Avec plus de 15 ans d’expérience en compétition, Pauline Ado est le profil tout trouvé avec qui aborder la notion d’expérience. La Basque a connu le Championship Tour, les Qualifying Series, l’ancien format de la World Surf League et le nouveau avec la naissance des Challenger Series ainsi que les compétitions ISA et les Jeux Olympiques. Autant d’exercices auquel elle s’est prêtée, nous permettant d’aborder avec elle les notions d’expérience, de travail, d’entourage ou encore de gestion de la pression. Interview.

Surf Session – Quand on parle d’expérience, qu’est ce que cela t’évoque ?

Pauline Ado – Avec l’expérience tu apprends à te gérer toi, tes émotions, ta motivation, ton mental, ton stress… Quand je pense à ma carrière, les raisons qui me motivent maintenant ne sont pas les mêmes, en grandissant j’aborde les choses différemment. Plus jeune il n’y a que le résultat qui comptait, aujourd’hui il y a aussi d’autres choses qui entrent en jeu, la recherche de progression dans tous les domaines. Quand tu n’as plus 20 ans tu gères différemment ton énergie.

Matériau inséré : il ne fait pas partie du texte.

#[async_trait]
impl Store for LibSqlBackend {
    async fn run_migrations(&self) -> Result<(), DatabaseError> {
        migrations::run_migrations(self.conn()).await
    }

    // ── Entries ─────────────────────────────────────────────────────

    async fn insert_entry(&self, name: &str) -> Result<Entry, DatabaseError> {
        let conn = self.conn();
        let now = Utc::now();
        conn.execute(
            "INSERT INTO entries (name, created_at) VALUES (?1, ?2)",
            params![name, format_datetime(&now)],
        )
        .await
        .map_err(|e| DatabaseError::Query(format!("insert_entry: {e}")))?;

        let id = conn.last_insert_rowid();
        debug!(entry_id = id, name, "Entry inserted into DB");
        Ok(Entry {
            id,
            name: name.to_string(),
            created_at: parse_datetime(&format_datetime(&now)),
        })
    }

    async fn get_entry(&self, id: i64) -> Result<Option<Entry>, DatabaseError> {
        let mut rows = self
            .conn()
            .query(
                &format!("SELECT {ENTRY_COLUMNS} FROM entries WHERE id = ?1"),
                params![id],
            )
            .await
            .map_err(|e| DatabaseError::Query(format!("get_entry: {e}")))?;

        match rows.next().await {
            Ok(Some(row)) => {
                let entry = row_to_entry(&row)
                    .map_err(|e| DatabaseError::Query(format!("get_entry row parse: {e}")))?;
                Ok(Some(entry))
            }
            Ok(None) => Ok(None),
            Err(e) => Err(DatabaseError::Query(format!("get_entry: {e}"))),
        }
    }

    // ── Templates ───────────────────────────────────────────────────

    async fn insert_template(&self, name: &str, content: &str) -> Result<Template, DatabaseError> {
        let conn = self.conn();
        let now = now_str();
        conn.execute(
            "INSERT INTO templates (name, content, created_at, updated_at) VALUES (?1, ?2, ?3, ?3)",
            params![name, content, now.clone()],
        )
        .await
        .map_err(|e| DatabaseError::Query(format!("insert_template: {e}")))?;

        let id = conn.last_insert_rowid();
        debug!(template_id = id, name, "Template inserted into DB");
        Ok(Template {
            id,
            name: name.to_string(),
            content: content.to_string(),
            created_at: parse_datetime(&now),
            updated_at: parse_datetime(&now),
        })
    }

    async fn get_template(&self, id: i64) -> Result<Option<Template>, DatabaseError> {
        let mut rows = self
            .conn()
            .query(
                &format!("SELECT {TEMPLATE_COLUMNS} FROM templates WHERE id = ?1"),
                params![id],
            )
            .await
            .map_err(|e| DatabaseError::Query(format!("get_template: {e}")))?;

        match rows.next().await {
            Ok(Some(row)) => {
                let template = row_to_template(&row)
                    .map_err(|e| DatabaseError::Query(format!("get_template row parse: {e}")))?;
                Ok(Some(template))
            }
            Ok(None) => Ok(None),
            Err(e) => Err(DatabaseError::Query(format!("get_template: {e}"))),
        }
    }

    async fn get_template_by_name(&self, name: &str) -> Result<Option<Template>, DatabaseError> {
        let mut rows = self
            .conn()
            .query(
                &format!("SELECT {TEMPLATE_COLUMNS} FROM templates WHERE name = ?1"),
                params![name],
            )
            .await
            .map_err(|e| DatabaseError::Query(format!("get_template_by_name: {e}")))?;

        match rows.next().await {
            Ok(Some(row)) => {
                let template = row_to_template(&row).map_err(|e| {
                    DatabaseError::Query(format!("get_template_by_name row parse: {e}"))
                })?;
                Ok(Some(template))
            }
            Ok(None) => Ok(None),
            Err(e) => Err(DatabaseError::Query(format!("get_template_by_name: {e}"))),
        }
    }

    async fn update_template_content(
        &self,
        name: &str,
        content: &str,
    ) -> Result<Template, DatabaseError> {
        let changed = self
            .conn()
            .execute(
                "UPDATE templates SET content = ?1, updated_at = ?2 WHERE name = ?3",
                params![content, now_str(), name],
            )
            .await
            .map_err(|e| DatabaseError::Query(format!("update_template_content: {e}")))?;

        if changed == 0 {
            return Err(not_found("template", name));
        }

        info!(name, "Template content updated");
        self.get_template_by_name(name)
            .await?
            .ok_or_else(|| not_found("template", name))
    }

    // ── Tasks ───────────────────────────────────────────────────────

    async fn insert_task(&self, entry_id: i64, template_id: i64) -> Result<Task, DatabaseError> {
        let conn = self.conn();
        let now = now_str();
        conn.execute(
            "INSERT INTO tasks (entry_id, template_id, status, created_at, updated_at)
             VALUES (?1, ?2, 'pending', ?3, ?3)",
            params![entry_id, template_id, now.clone()],
        )
        .await
        .map_err(|e| DatabaseError::Query(format!("insert_task: {e}")))?;

        let id = conn.last_insert_rowid();
        debug!(task_id = id, entry_id, template_id, "Task inserted into DB");
        Ok(Task {
            id,
            entry_id,
            template_id,
            status: TaskStatus::Pending,
            launch_result: None,
            execution_result: None,
            created_at: parse_datetime(&now),
            updated_at: parse_datetime(&now),
        })
    }

    async fn get_task(&self, id: i64) -> Result<Option<Task>, DatabaseError> {
        let rows = self
            .conn()
            .query(
                &format!("SELECT {TASK_COLUMNS} FROM tasks WHERE id = ?1"),
                params![id],
            )
            .await
            .map_err(|e| DatabaseError::Query(format!("get_task: {e}")))?;

        Ok(collect_tasks(rows, "get_task").await?.into_iter().next())
    }

    async fn list_tasks_by_status(
        &self,
        status: TaskStatus,
        limit: Option<usize>,
    ) -> Result<Vec<Task>, DatabaseError> {
        // SQLite treats a negative LIMIT as "no limit".
        let limit = limit.map(|l| l as i64).unwrap_or(-1);
        let rows = self
            .conn()
            .query(
                &format!(
                    "SELECT {TASK_COLUMNS} FROM tasks WHERE status = ?1 ORDER BY created_at ASC, id ASC LIMIT ?2"
                ),
                params![status.as_str(), limit],
            )
            .await
            .map_err(|e| DatabaseError::Query(format!("list_tasks_by_status: {e}")))?;

        collect_tasks(rows, "list_tasks_by_status").await
    }

    async fn count_tasks_by_status(&self, status: TaskStatus) -> Result<usize, DatabaseError> {
        let mut rows = self
            .conn()
            .query(
                "SELECT COUNT(*) FROM tasks WHERE status = ?1",
                params![status.as_str()],
            )
            .await
            .map_err(|e| DatabaseError::Query(format!("count_tasks_by_status: {e}")))?;

        match rows.next().await {
            Ok(Some(row)) => {
                let count: i64 = row
                    .get(0)
                    .map_err(|e| DatabaseError::Query(format!("count_tasks_by_status: {e}")))?;
                Ok(count as usize)
            }
            Ok(None) => Ok(0),
            Err(e) => Err(DatabaseError::Query(format!("count_tasks_by_status: {e}"))),
        }
    }

    async fn status_counts(&self) -> Result<StatusCounts, DatabaseError> {
        let mut rows = self
            .conn()
            .query("SELECT status, COUNT(*) FROM tasks GROUP BY status", ())
            .await
            .map_err(|e| DatabaseError::Query(format!("status_counts: {e}")))?;

        let mut counts = StatusCounts::default();
        while let Some(row) = rows
            .next()
            .await
            .map_err(|e| DatabaseError::Query(format!("status_counts: {e}")))?
        {
            let status_str: String = row.get(0).unwrap_or_default();
            let count: i64 = row.get(1).unwrap_or(0);
            match status_str.parse::<TaskStatus>() {
                Ok(status) => counts.set(status, count as usize),
                Err(e) => tracing::warn!("Skipping status row: {e}"),
            }
        }
        Ok(counts)
    }

    async fn record_launch(
        &self,
        task_id: i64,
        status: TaskStatus,
        result: &CommandResult,
    ) -> Result<(), DatabaseError> {
        self.transition(
            "record_launch",
            task_id,
            TaskStatus::Pending,
            status,
            ["launch_exit_code", "launch_stdout", "launch_stderr"],
            result,
        )
        .await
    }

    async fn record_execution(
        &self,
        task_id: i64,
        status: TaskStatus,
        result: &CommandResult,
    ) -> Result<(), DatabaseError> {
        self.transition(
            "record_execution",
            task_id,
            TaskStatus::Running,
            status,
            ["execution_exit_code", "execution_stdout", "execution_stderr"],
            result,
        )
        .await
    }
}
//! Configuration types.

use std::path::PathBuf;
use std::time::Duration;

use crate::error::ConfigError;

/// Default concurrency ceiling.
pub const DEFAULT_MAX_TASKS: usize = 25;

/// Default sleep between daemon cycles, in minutes.
pub const DEFAULT_FREQUENCY_MINUTES: u64 = 30;

/// Default number of tasks launched by a single `run` batch.
pub const DEFAULT_BATCH_SIZE: usize = 10;

/// Scheduler configuration, passed to `Scheduler::new`.
#[derive(Debug, Clone)]
pub struct SchedulerConfig {
    /// Maximum number of tasks allowed in RUNNING at once.
    pub max_tasks: usize,
    /// Sleep between daemon cycles.
    pub frequency: Duration,
    /// Executable consulted for every RUNNING task.
    pub checker: Option<PathBuf>,
    /// Upper bound on a single launch command (None = wait forever).
    pub launch_timeout: Option<Duration>,
    /// Upper bound on a single checker invocation (None = wait forever).
    pub check_timeout: Option<Duration>,
}

impl Default for SchedulerConfig {
    fn default() -> Self {
        Self {
            max_tasks: DEFAULT_MAX_TASKS,
            frequency: Duration::from_secs(DEFAULT_FREQUENCY_MINUTES * 60),
            checker: None,
            launch_timeout: None,
            check_timeout: None,
        }
    }
}

impl SchedulerConfig {
    /// Builder: set the concurrency ceiling.
    pub fn with_max_tasks(mut self, max_tasks: usize) -> Self {
        self.max_tasks = max_tasks;
        self
    }

    /// Builder: set the inter-cycle sleep in minutes.
    pub fn with_frequency_minutes(mut self, minutes: u64) -> Self {
        self.frequency = Duration::from_secs(minutes.saturating_mul(60));
        self
    }

    /// Builder: set the inter-cycle sleep.
    pub fn with_frequency(mut self, frequency: Duration) -> Self {
        self.frequency = frequency;
        self
    }

    /// Builder: set the checker executable.
    pub fn with_checker(mut self, path: impl Into<PathBuf>) -> Self {
        self.checker = Some(path.into());
        self
    }

    /// Builder: bound launch commands.
    pub fn with_launch_timeout(mut self, timeout: Option<Duration>) -> Self {
        self.launch_timeout = timeout;
        self
    }

    /// Builder: bound checker invocations.
    pub fn with_check_timeout(mut self, timeout: Option<Duration>) -> Self {
        self.check_timeout = timeout;
        self
    }

    /// Reject settings the daemon loop cannot make progress with.
    pub fn validate(&self) -> Result<(), ConfigError> {
        if self.max_tasks == 0 {
            return Err(ConfigError::InvalidValue {
                key: "max_tasks".to_string(),
                message: "must be at least 1".to_string(),
            });
        }
        for (key, timeout) in [
            ("launch_timeout", self.launch_timeout),
            ("check_timeout", self.check_timeout),
        ] {
            if timeout.is_some_and(|t| t.is_zero()) {
                return Err(ConfigError::InvalidValue {
                    key: key.to_string(),
                    message: "must be greater than zero".to_string(),
                });
            }
        }
        Ok(())
    }
}
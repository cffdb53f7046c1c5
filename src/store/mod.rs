//! Persistence layer backed by libSQL.

pub mod libsql_backend;
pub mod migrations;
pub mod traits;

pub use libsql_backend::LibSqlBackend;
pub use traits::Store;
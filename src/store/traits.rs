//! The repository interface the scheduler reads and writes through.

use async_trait::async_trait;

use crate::error::DatabaseError;
use crate::model::{CommandResult, Entry, StatusCounts, Task, TaskStatus, Template};

/// Backend-agnostic persistence for entries, templates, and tasks.
///
/// Every write is committed before the call returns.
#[async_trait]
pub trait Store: Send + Sync {
    /// Run all pending schema migrations.
    async fn run_migrations(&self) -> Result<(), DatabaseError>;

    // ── Entries ─────────────────────────────────────────────────────

    /// Insert a new entry.
    async fn insert_entry(&self, name: &str) -> Result<Entry, DatabaseError>;

    /// Get an entry by ID.
    async fn get_entry(&self, id: i64) -> Result<Option<Entry>, DatabaseError>;

    // ── Templates ───────────────────────────────────────────────────

    /// Insert a new template. Names are unique.
    async fn insert_template(&self, name: &str, content: &str) -> Result<Template, DatabaseError>;

    /// Get a template by ID.
    async fn get_template(&self, id: i64) -> Result<Option<Template>, DatabaseError>;

    /// Get a template by name.
    async fn get_template_by_name(&self, name: &str) -> Result<Option<Template>, DatabaseError>;

    /// Replace the content of the named template.
    async fn update_template_content(
        &self,
        name: &str,
        content: &str,
    ) -> Result<Template, DatabaseError>;

    // ── Tasks ───────────────────────────────────────────────────────

    /// Insert a new PENDING task.
    async fn insert_task(&self, entry_id: i64, template_id: i64) -> Result<Task, DatabaseError>;

    /// Get a task by ID.
    async fn get_task(&self, id: i64) -> Result<Option<Task>, DatabaseError>;

    /// Tasks in the given status, oldest first (ties broken by ascending id).
    async fn list_tasks_by_status(
        &self,
        status: TaskStatus,
        limit: Option<usize>,
    ) -> Result<Vec<Task>, DatabaseError>;

    /// Number of tasks in the given status.
    async fn count_tasks_by_status(&self, status: TaskStatus) -> Result<usize, DatabaseError>;

    /// Task counts grouped by status.
    async fn status_counts(&self) -> Result<StatusCounts, DatabaseError>;

    /// Move a PENDING task to `status` and record its launch result.
    async fn record_launch(
        &self,
        task_id: i64,
        status: TaskStatus,
        result: &CommandResult,
    ) -> Result<(), DatabaseError>;

    /// Move a RUNNING task to `status` and record its execution result.
    async fn record_execution(
        &self,
        task_id: i64,
        status: TaskStatus,
        result: &CommandResult,
    ) -> Result<(), DatabaseError>;
}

Ce n’est ni positif ni négatif, c’est trouver un équilibre entre la qualité et les plages de repos, des éléments que tu ne prends pas forcément en compte en début de carrière.

Souvent en compétition, on a l’impression que tu es en mesure d’aller chercher le score attendu, sans forcément chercher à en faire trop, est-ce quelque chose que tu perçois ?

Parfois l’important c’est de passer, souvent tu veux tout péter et proposer ton meilleur surf mais cette approche-là c’est l’approche du tout ou rien. C’est vrai qu’avec l’expérience tu arrives à te sortir de situations difficiles dans les dernières minutes où tu joues plus stratégique dans les fins de séries. Mais dans les deux cas parfois ça ne passe pas, si tu n’es pas assez dans la recherche de gros scores tu peux aussi passer à coté d’une série, le surf reste un sport de variables.

Toutes les échéances viennent avec leur lot de pression. Ta gestion de cette dernière a t-elle évoluée au fil des années ?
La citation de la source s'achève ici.